Task details >>
Across all the records, filter for lines with the word "parse" and copy them.

Available data >>
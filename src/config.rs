use crate::prelude::*;

use serde::Deserialize;
use std::net::IpAddr;
use std::time::Duration;

#[derive(Clone, Debug, Deserialize)]
pub struct Config {
    pub inverter: Inverter,

    #[serde(default = "Config::default_poll")]
    pub poll: Poll,

    #[serde(default = "Config::default_loglevel")]
    pub loglevel: String,
}

// Inverter {{{
#[derive(Clone, Debug, Deserialize)]
pub struct Inverter {
    pub host: String,
    pub local_ip: String,
    pub model: String,

    #[serde(default = "Config::default_local_port")]
    pub local_port: u16,
    #[serde(default = "Config::default_discovery_port")]
    pub discovery_port: u16,
    #[serde(default = "Config::default_unit_id")]
    pub unit_id: u8,

    #[serde(default = "Config::default_connect_timeout_secs")]
    pub connect_timeout_secs: f64,
    #[serde(default = "Config::default_command_timeout_secs")]
    pub command_timeout_secs: f64,
    #[serde(default = "Config::default_retries")]
    pub retries: u32,
    #[serde(default = "Config::default_retry_backoff_ms")]
    pub retry_backoff_ms: u64,
    #[serde(default = "Config::default_pacing_ms")]
    pub pacing_ms: u64,
    #[serde(default = "Config::default_max_frame_errors")]
    pub max_frame_errors: u32,

    pub use_tcp_nodelay: Option<bool>,
}
impl Inverter {
    /// Defaults for everything but the three required keys.
    pub fn new(host: &str, local_ip: &str, model: &str) -> Self {
        Self {
            host: host.to_string(),
            local_ip: local_ip.to_string(),
            model: model.to_string(),
            local_port: Config::default_local_port(),
            discovery_port: Config::default_discovery_port(),
            unit_id: Config::default_unit_id(),
            connect_timeout_secs: Config::default_connect_timeout_secs(),
            command_timeout_secs: Config::default_command_timeout_secs(),
            retries: Config::default_retries(),
            retry_backoff_ms: Config::default_retry_backoff_ms(),
            pacing_ms: Config::default_pacing_ms(),
            max_frame_errors: Config::default_max_frame_errors(),
            use_tcp_nodelay: None,
        }
    }

    pub fn host(&self) -> &str {
        &self.host
    }

    pub fn local_ip(&self) -> &str {
        &self.local_ip
    }

    pub fn model(&self) -> &str {
        &self.model
    }

    pub fn local_port(&self) -> u16 {
        self.local_port
    }

    pub fn discovery_port(&self) -> u16 {
        self.discovery_port
    }

    pub fn unit_id(&self) -> u8 {
        self.unit_id
    }

    // validate() rejects anything that does not fit a Duration
    pub fn connect_timeout(&self) -> Duration {
        Duration::try_from_secs_f64(self.connect_timeout_secs).unwrap_or(Duration::MAX)
    }

    pub fn command_timeout(&self) -> Duration {
        Duration::try_from_secs_f64(self.command_timeout_secs).unwrap_or(Duration::MAX)
    }

    pub fn retries(&self) -> u32 {
        self.retries
    }

    pub fn retry_backoff(&self) -> Duration {
        Duration::from_millis(self.retry_backoff_ms)
    }

    pub fn pacing(&self) -> Duration {
        Duration::from_millis(self.pacing_ms)
    }

    pub fn max_frame_errors(&self) -> u32 {
        self.max_frame_errors
    }

    pub fn use_tcp_nodelay(&self) -> bool {
        self.use_tcp_nodelay.unwrap_or(true)
    }
} // }}}

// Poll {{{
#[derive(Clone, Debug, Deserialize)]
pub struct Poll {
    #[serde(default = "Config::default_interval_secs")]
    pub interval_secs: u64,
    #[serde(default = "Config::default_update_timeout_secs")]
    pub update_timeout_secs: u64,
    #[serde(default = "Config::default_max_consecutive_failures")]
    pub max_consecutive_failures: u32,
}
impl Poll {
    pub fn interval(&self) -> Duration {
        Duration::from_secs(self.interval_secs)
    }

    pub fn update_timeout(&self) -> Duration {
        Duration::from_secs(self.update_timeout_secs)
    }

    pub fn max_consecutive_failures(&self) -> u32 {
        self.max_consecutive_failures
    }
} // }}}

impl Config {
    pub fn new(file: String) -> Result<Self> {
        let content = std::fs::read_to_string(&file)
            .map_err(|err| anyhow!("config.rs:error reading {}: {}", file, err))?;

        Self::from_yaml(&content)
    }

    /// Logged once the logger exists, which needs `loglevel` from here first.
    pub fn print_summary(&self) {
        let inv = &self.inverter;
        info!("Configuration loaded successfully:");
        info!("  Inverter:");
        info!("    Host: {}", inv.host);
        info!("    Model: {}", inv.model);
        info!("    Unit ID: {}", inv.unit_id);
        info!("    Listen: {}:{}", inv.local_ip, inv.local_port);
        info!("    Discovery Port: {}", inv.discovery_port);
        info!("    Connect Timeout: {}s", inv.connect_timeout_secs);
        info!("    Command Timeout: {}s", inv.command_timeout_secs);
        info!("    Retries: {} ({}ms apart)", inv.retries, inv.retry_backoff_ms);
        info!("    Pacing: {}ms", inv.pacing_ms);
        info!("    Max Frame Errors: {}", inv.max_frame_errors);
        info!("    TCP NoDelay: {}", inv.use_tcp_nodelay());
        info!("  Poll:");
        info!("    Interval: {}s", self.poll.interval_secs);
        info!("    Update Timeout: {}s", self.poll.update_timeout_secs);
        info!(
            "    Max Consecutive Failures: {}",
            self.poll.max_consecutive_failures
        );
        info!("  Log Level: {}", self.loglevel);
    }

    pub fn from_yaml(content: &str) -> Result<Self> {
        let config: Self = serde_yaml::from_str(content)?;
        config.validate()?;
        Ok(config)
    }

    pub fn loglevel(&self) -> &str {
        &self.loglevel
    }

    pub fn inverter(&self) -> &Inverter {
        &self.inverter
    }

    pub fn poll(&self) -> &Poll {
        &self.poll
    }

    fn validate(&self) -> Result<()> {
        let inv = &self.inverter;

        if inv.host.is_empty() {
            return Err(anyhow!("config.rs:inverter.host cannot be empty"));
        }
        if inv.local_ip.is_empty() {
            return Err(anyhow!("config.rs:inverter.local_ip cannot be empty"));
        }
        if let Err(e) = inv.host.parse::<IpAddr>() {
            return Err(anyhow!("config.rs:invalid inverter.host {}: {}", inv.host, e));
        }
        if let Err(e) = inv.local_ip.parse::<IpAddr>() {
            return Err(anyhow!(
                "config.rs:invalid inverter.local_ip {}: {}",
                inv.local_ip,
                e
            ));
        }
        if let Err(e) = inv.model.parse::<inverter::ModelId>() {
            return Err(anyhow!("config.rs:{}", e));
        }
        if inv.discovery_port == 0 {
            return Err(anyhow!(
                "config.rs:inverter.discovery_port must be between 1 and 65535"
            ));
        }
        for (name, secs) in [
            ("connect_timeout_secs", inv.connect_timeout_secs),
            ("command_timeout_secs", inv.command_timeout_secs),
        ] {
            if secs <= 0.0 || Duration::try_from_secs_f64(secs).is_err() {
                return Err(anyhow!("config.rs:Invalid inverter.{}: {}", name, secs));
            }
        }
        if inv.retries == 0 {
            return Err(anyhow!("config.rs:inverter.retries must be at least 1"));
        }
        if inv.max_frame_errors == 0 {
            return Err(anyhow!("config.rs:inverter.max_frame_errors must be at least 1"));
        }

        if self.poll.interval_secs == 0 {
            return Err(anyhow!("config.rs:Invalid poll.interval_secs: 0"));
        }
        if self.poll.update_timeout_secs == 0 {
            return Err(anyhow!("config.rs:Invalid poll.update_timeout_secs: 0"));
        }
        if self.poll.max_consecutive_failures == 0 {
            return Err(anyhow!(
                "config.rs:poll.max_consecutive_failures must be at least 1"
            ));
        }

        Ok(())
    }

    fn default_poll() -> Poll {
        Poll {
            interval_secs: Self::default_interval_secs(),
            update_timeout_secs: Self::default_update_timeout_secs(),
            max_consecutive_failures: Self::default_max_consecutive_failures(),
        }
    }

    fn default_loglevel() -> String {
        "info".to_string()
    }

    fn default_local_port() -> u16 {
        8899
    }

    fn default_discovery_port() -> u16 {
        58899
    }

    fn default_unit_id() -> u8 {
        inverter::frame::DEFAULT_UNIT_ID
    }

    fn default_connect_timeout_secs() -> f64 {
        15.0
    }

    fn default_command_timeout_secs() -> f64 {
        5.0
    }

    fn default_retries() -> u32 {
        5
    }

    fn default_retry_backoff_ms() -> u64 {
        1000
    }

    fn default_pacing_ms() -> u64 {
        50
    }

    fn default_max_frame_errors() -> u32 {
        3
    }

    fn default_interval_secs() -> u64 {
        30
    }

    fn default_update_timeout_secs() -> u64 {
        30
    }

    fn default_max_consecutive_failures() -> u32 {
        5
    }
}

#[cfg(test)]
mod tests {
    use super::*;

    #[test]
    fn minimal_config_takes_defaults() -> Result<()> {
        let config = Config::from_yaml(
            "inverter:\n  host: 192.168.1.50\n  local_ip: 192.168.1.10\n  model: ISOLAR_SMG_II_11K\n",
        )?;

        let inv = config.inverter();
        assert_eq!(inv.local_port(), 8899);
        assert_eq!(inv.discovery_port(), 58899);
        assert_eq!(inv.unit_id(), 1);
        assert_eq!(inv.connect_timeout(), Duration::from_secs(15));
        assert_eq!(inv.command_timeout(), Duration::from_secs(5));
        assert_eq!(inv.retries(), 5);
        assert_eq!(inv.retry_backoff(), Duration::from_millis(1000));
        assert_eq!(inv.pacing(), Duration::from_millis(50));
        assert_eq!(inv.max_frame_errors(), 3);
        assert!(inv.use_tcp_nodelay());
        assert_eq!(config.poll().interval(), Duration::from_secs(30));
        assert_eq!(config.poll().update_timeout(), Duration::from_secs(30));
        assert_eq!(config.poll().max_consecutive_failures(), 5);
        assert_eq!(config.loglevel(), "info");
        Ok(())
    }

    #[test]
    fn rejects_unknown_model() {
        let err = Config::from_yaml(
            "inverter:\n  host: 192.168.1.50\n  local_ip: 192.168.1.10\n  model: SMG_X\n",
        )
        .unwrap_err();
        assert!(err.to_string().contains("SMG_X"));
    }

    #[test]
    fn rejects_bad_addresses_and_zero_timeouts() {
        for yaml in [
            "inverter:\n  host: ''\n  local_ip: 192.168.1.10\n  model: EASUN_SMW\n",
            "inverter:\n  host: inverter.lan\n  local_ip: 192.168.1.10\n  model: EASUN_SMW\n",
            "inverter:\n  host: 192.168.1.50\n  local_ip: 192.168.1.10\n  model: EASUN_SMW\n  command_timeout_secs: 0\n",
            "inverter:\n  host: 192.168.1.50\n  local_ip: 192.168.1.10\n  model: EASUN_SMW\n  retries: 0\n",
            "inverter:\n  host: 192.168.1.50\n  local_ip: 192.168.1.10\n  model: EASUN_SMW\npoll:\n  interval_secs: 0\n",
        ] {
            assert!(Config::from_yaml(yaml).is_err(), "accepted {:?}", yaml);
        }
    }

    #[test]
    fn rejects_timeouts_too_large_for_a_duration() {
        for value in ["1e300", ".inf", ".nan"] {
            let yaml = format!(
                "inverter:\n  host: 192.168.1.50\n  local_ip: 192.168.1.10\n  model: EASUN_SMW\n  connect_timeout_secs: {}\n",
                value
            );
            let err = Config::from_yaml(&yaml).unwrap_err();
            assert!(
                err.to_string().starts_with("config.rs:Invalid inverter.connect_timeout_secs"),
                "{}",
                err
            );
        }
    }

    #[test]
    fn zero_discovery_port_message_names_the_file() {
        let err = Config::from_yaml(
            "inverter:\n  host: 192.168.1.50\n  local_ip: 192.168.1.10\n  model: EASUN_SMW\n  discovery_port: 0\n",
        )
        .unwrap_err();
        assert_eq!(
            err.to_string(),
            "config.rs:inverter.discovery_port must be between 1 and 65535"
        );
    }
}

Problem solution >>
        if let Err(e) = inv.host.parse::<IpAddr>() {
        if let Err(e) = inv.local_ip.parse::<IpAddr>() {
        if let Err(e) = inv.model.parse::<inverter::ModelId>() {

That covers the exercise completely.